8 août 2014, 16:29

MASSIVE : "Full Throttle"

Album : Full Throttle

On est un peu rentré bredouille de Californie : hormis un bagage cabine plein de vinyles et de CDs trouvés chez Amoeba ou chez mon petit disquaire de Palm Desert (33 tours nickels, pressages d'origine US pour $2.00 !!!), on n'y a pour autant pas trouvé la moindre nouvelle sensation du moment. En parcourant l'incontournable L.A Weekly, franchement que des groupes de troisième zone à l'affiche des ROXY, HOUSE OF BLUES et VIPER ROOM de notre humble quartier. Oh, à trois jours près on manquait juste AEROSMITH en concert surprise au Whisky A Gogo...
Pourtant en manque d'honnête combo sleazy-rock (on a eu le temps de faire le tour de toutes les compiles maison à base de LA GUNS, MÖTLEY, RATT, et bien entendu TORA TORA ou ROXX GANG pour les 4700 kilomètres de notre périple...), c'est donc indirectement en Australie qu'on est allé piocher la meilleure came de l'été : reçu depuis mai et à peine sorti pendant notre absence, c'est avec un immense enthousiasme que j'amorce la rentrée (ben ouais, déjà !), ou au moins mon retour estival aux activités du site, avec un TEL disque.
MASSIVE. C'est sans conteste le meilleur truc entendu dans le genre depuis des lustres.
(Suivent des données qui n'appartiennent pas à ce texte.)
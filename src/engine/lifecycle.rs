//! Chunk creation, drop, and usage records.
//!
//! A chunk exists in memory as soon as the allocator creates it, but gets its
//! chunk item, block-group item and device extents only when the commit
//! records it. Usage changes reach the block-group item and the superblock's
//! global counter once per fixed-point iteration.

use std::cmp::Reverse;

use tracing::{debug, error, info, warn};

use super::{FsState, Transaction};
use crate::storage::chunk::{Chunk, Profile};
use crate::storage::records::{BlockGroupItem, DevExtent, StripeRecord};
use crate::storage::space::{Span, SpaceList};
use crate::storage::superblock::{DEVICE_RESERVED, SUPERBLOCK_OFFSETS};
use crate::types::{item_type, objectid, ArborError, Key, Result, TreeId};

/// Logical address of the first chunk.
pub const FIRST_CHUNK_OFFSET: u64 = 1 << 20;

/// Physical space of a fresh device that chunks may occupy: everything past
/// the reserved head, minus one stripe around each superblock copy.
pub fn initial_device_space(total_bytes: u64, stripe_len: u64) -> Result<SpaceList> {
    let mut free = SpaceList::new();
    if total_bytes <= DEVICE_RESERVED {
        return Ok(free);
    }
    free.add(DEVICE_RESERVED, total_bytes - DEVICE_RESERVED)?;
    for off in SUPERBLOCK_OFFSETS {
        if off < DEVICE_RESERVED || off >= total_bytes {
            continue;
        }
        free.remove(off, stripe_len.min(total_bytes - off))?;
    }
    Ok(free)
}

fn round_down(value: u64, align: u64) -> u64 {
    value - value % align
}
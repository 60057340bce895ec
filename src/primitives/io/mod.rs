#![forbid(unsafe_code)]

use std::fmt;
use std::fs::{File, OpenOptions};
use std::io::{self, ErrorKind};
use std::path::{Path, PathBuf};
use std::sync::Arc;

use tracing::trace;

use crate::types::{ArborError, Result};

mod dispatch;
mod mem;

pub use dispatch::{Completion, DispatchContext};
pub use mem::MemFileIo;

/// Positioned I/O against one block device or image file.
///
/// Offsets are physical byte offsets on the device. Short transfers are
/// errors: a read past the end reports `UnexpectedEof`, a write that makes no
/// progress reports `WriteZero`.
pub trait FileIo: Send + Sync + 'static {
    /// Fills `dst` from the device starting at `off`.
    fn read_at(&self, off: u64, dst: &mut [u8]) -> Result<()>;
    /// Writes all of `src` to the device starting at `off`.
    fn write_at(&self, off: u64, src: &[u8]) -> Result<()>;
    /// Flushes written data to stable storage.
    fn sync_all(&self) -> Result<()>;
    /// Size of the device in bytes.
    fn len(&self) -> Result<u64>;
    /// True when the device has no capacity.
    fn is_empty(&self) -> Result<bool> {
        Ok(self.len()? == 0)
    }
}

#[cfg(unix)]
fn pread(file: &File, dst: &mut [u8], off: u64) -> io::Result<usize> {
    std::os::unix::fs::FileExt::read_at(file, dst, off)
}

#[cfg(unix)]
fn pwrite(file: &File, src: &[u8], off: u64) -> io::Result<usize> {
    std::os::unix::fs::FileExt::write_at(file, src, off)
}

#[cfg(windows)]
fn pread(file: &File, dst: &mut [u8], off: u64) -> io::Result<usize> {
    std::os::windows::fs::FileExt::seek_read(file, dst, off)
}

#[cfg(windows)]
fn pwrite(file: &File, src: &[u8], off: u64) -> io::Result<usize> {
    std::os::windows::fs::FileExt::seek_write(file, src, off)
}

#[cfg(not(any(unix, windows)))]
fn pread(_file: &File, _dst: &mut [u8], _off: u64) -> io::Result<usize> {
    Err(io::Error::new(ErrorKind::Unsupported, "positioned reads unavailable"))
}

#[cfg(not(any(unix, windows)))]
fn pwrite(_file: &File, _src: &[u8], _off: u64) -> io::Result<usize> {
    Err(io::Error::new(ErrorKind::Unsupported, "positioned writes unavailable"))
}

/// Device backed by an image file or a block device node.
#[derive(Clone)]
pub struct StdFileIo {
    file: Arc<File>,
    path: PathBuf,
}

impl StdFileIo {
    /// Opens an existing image for read-write access.
    pub fn open(path: impl AsRef<Path>) -> Result<Self> {
        let path = path.as_ref();
        let file = OpenOptions::new().read(true).write(true).open(path)?;
        Ok(Self::wrap(file, path))
    }

    /// Creates (or truncates) an image file of `len` bytes.
    pub fn create(path: impl AsRef<Path>, len: u64) -> Result<Self> {
        let path = path.as_ref();
        let file = OpenOptions::new()
            .read(true)
            .write(true)
            .create(true)
            .truncate(true)
            .open(path)?;
        file.set_len(len)?;
        Ok(Self::wrap(file, path))
    }

    fn wrap(file: File, path: &Path) -> Self {
        Self {
            file: Arc::new(file),
            path: path.to_path_buf(),
        }
    }

    /// Path the device was opened from.
    pub fn path(&self) -> &Path {
        &self.path
    }
}

impl fmt::Debug for StdFileIo {
    fn fmt(&self, f: &mut fmt::Formatter<'_>) -> fmt::Result {
        f.debug_struct("StdFileIo").field("path", &self.path).finish()
    }
}

impl FileIo for StdFileIo {
    fn read_at(&self, mut off: u64, mut dst: &mut [u8]) -> Result<()> {
        trace!(path = %self.path.display(), off, len = dst.len(), "io.read");
        while !dst.is_empty() {
            let n = pread(&self.file, dst, off)?;
            if n == 0 {
                return Err(io::Error::new(ErrorKind::UnexpectedEof, "read past end of device").into());
            }
            dst = &mut std::mem::take(&mut dst)[n..];
            off += n as u64;
        }
        Ok(())
    }

    fn write_at(&self, mut off: u64, mut src: &[u8]) -> Result<()> {
        trace!(path = %self.path.display(), off, len = src.len(), "io.write");
        while !src.is_empty() {
            let n = pwrite(&self.file, src, off)?;
            if n == 0 {
                return Err(io::Error::new(ErrorKind::WriteZero, "device accepted no bytes").into());
            }
            src = &src[n..];
            off += n as u64;
        }
        Ok(())
    }

    fn sync_all(&self) -> Result<()> {
        self.file.sync_all().map_err(ArborError::from)
    }

    fn len(&self) -> Result<u64> {
        Ok(self.file.metadata()?.len())
    }
}
use std::collections::HashMap;
use std::io::{self, ErrorKind};
use std::sync::atomic::{AtomicBool, AtomicU64, Ordering};

use parking_lot::RwLock;

use super::FileIo;
use crate::types::{ArborError, Result};

const PAGE: u64 = 4096;

/// Sparse in-memory device of a fixed size.
///
/// Unwritten ranges read back as zeroes. Writes can be made to fail on demand
/// so callers can exercise their I/O error paths.
pub struct MemFileIo {
    pages: RwLock<HashMap<u64, Box<[u8]>>>,
    len: u64,
    fail_writes: AtomicBool,
    writes: AtomicU64,
}

impl MemFileIo {
    /// Creates a zero-filled device of `len` bytes.
    pub fn new(len: u64) -> Self {
        Self {
            pages: RwLock::new(HashMap::new()),
            len,
            fail_writes: AtomicBool::new(false),
            writes: AtomicU64::new(0),
        }
    }

    /// Makes every following write fail with an I/O error.
    pub fn set_fail_writes(&self, fail: bool) {
        self.fail_writes.store(fail, Ordering::SeqCst);
    }

    /// Number of successful `write_at` calls so far.
    pub fn write_count(&self) -> u64 {
        self.writes.load(Ordering::SeqCst)
    }

    fn check_bounds(&self, off: u64, len: usize, kind: ErrorKind) -> Result<()> {
        let end = off
            .checked_add(len as u64)
            .ok_or(ArborError::Invalid("offset overflow"))?;
        if end > self.len {
            return Err(io::Error::new(kind, "access past end of device").into());
        }
        Ok(())
    }
}

impl FileIo for MemFileIo {
    fn read_at(&self, off: u64, dst: &mut [u8]) -> Result<()> {
        self.check_bounds(off, dst.len(), ErrorKind::UnexpectedEof)?;
        let pages = self.pages.read();
        let mut done = 0usize;
        while done < dst.len() {
            let pos = off + done as u64;
            let page_no = pos / PAGE;
            let in_page = (pos % PAGE) as usize;
            let take = (PAGE as usize - in_page).min(dst.len() - done);
            match pages.get(&page_no) {
                Some(page) => dst[done..done + take].copy_from_slice(&page[in_page..in_page + take]),
                None => dst[done..done + take].fill(0),
            }
            done += take;
        }
        Ok(())
    }

    fn write_at(&self, off: u64, src: &[u8]) -> Result<()> {
        if self.fail_writes.load(Ordering::SeqCst) {
            return Err(io::Error::new(ErrorKind::Other, "injected write failure").into());
        }
        self.check_bounds(off, src.len(), ErrorKind::WriteZero)?;
        let mut pages = self.pages.write();
        let mut done = 0usize;
        while done < src.len() {
            let pos = off + done as u64;
            let page_no = pos / PAGE;
            let in_page = (pos % PAGE) as usize;
            let take = (PAGE as usize - in_page).min(src.len() - done);
            let page = pages
                .entry(page_no)
                .or_insert_with(|| vec![0u8; PAGE as usize].into_boxed_slice());
            page[in_page..in_page + take].copy_from_slice(&src[done..done + take]);
            done += take;
        }
        self.writes.fetch_add(1, Ordering::SeqCst);
        Ok(())
    }

    fn sync_all(&self) -> Result<()> {
        Ok(())
    }

    fn len(&self) -> Result<u64> {
        Ok(self.len)
    }
}

#[cfg(test)]
mod tests {
    use super::*;

    #[test]
    fn unaligned_write_spans_pages() {
        let dev = MemFileIo::new(3 * PAGE);
        let data: Vec<u8> = (0..6000u32).map(|i| (i % 251) as u8).collect();
        dev.write_at(1000, &data).unwrap();
        let mut back = vec![0u8; 6000];
        dev.read_at(1000, &mut back).unwrap();
        assert_eq!(back, data);
        let mut head = [1u8; 16];
        dev.read_at(0, &mut head).unwrap();
        assert_eq!(head, [0u8; 16]);
    }

    #[test]
    fn bounds_and_injected_failures() {
        let dev = MemFileIo::new(PAGE);
        assert!(dev.write_at(PAGE - 1, &[0, 0]).is_err());
        dev.set_fail_writes(true);
        assert!(dev.write_at(0, &[1]).is_err());
        dev.set_fail_writes(false);
        dev.write_at(0, &[1]).unwrap();
        assert_eq!(dev.write_count(), 1);
    }
}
Frais, dynamique, carré, turgescent, groovy, branleur mais bosseur à la fois, honnête et juvénile, ce très jeune quatuor aurait CAR-TON-NE en 1987 s'ils avaient été signé par Tom Zutaut chez David Geffen, si vous suivez très attentivement mon regard. Bien sûr, 27 ans plus tard, on repassera pour l'originalité : ne nous la jouons pas, il n'y en a pas la moindre, le style ici proposé est des plus communs. Un style forcément mille fois entendu depuis, souvent pour le pire si l'on ne joue pas avec assurance de la machette saillante dans une telle jungle de copieurs et suiveurs - des ersatz sans saveur on en a soupé des caisses ; il n'y a toutefois aucun mal à reprendre la recette des GUNS N'ROSES ou d'AEROSMITH, tant qu'on y met vraiment du coeur, des tripes, de l'âme et une quadruple bonne paire de couilles. On se comprend, tant il manque la plupart du temps au moins l'un de ces indispensables ingrédients dans la formule soi-disant "miracle". Ici, MASSIVE, aussi jeunes soient-ils, ont TOUT compris et assimilé, exactement comme THE ANSWER avaient compris TOUT ZEPPELIN et FREE sur leur tout premier album - sans hélas pouvoir jamais décoller, maudits soient-ils.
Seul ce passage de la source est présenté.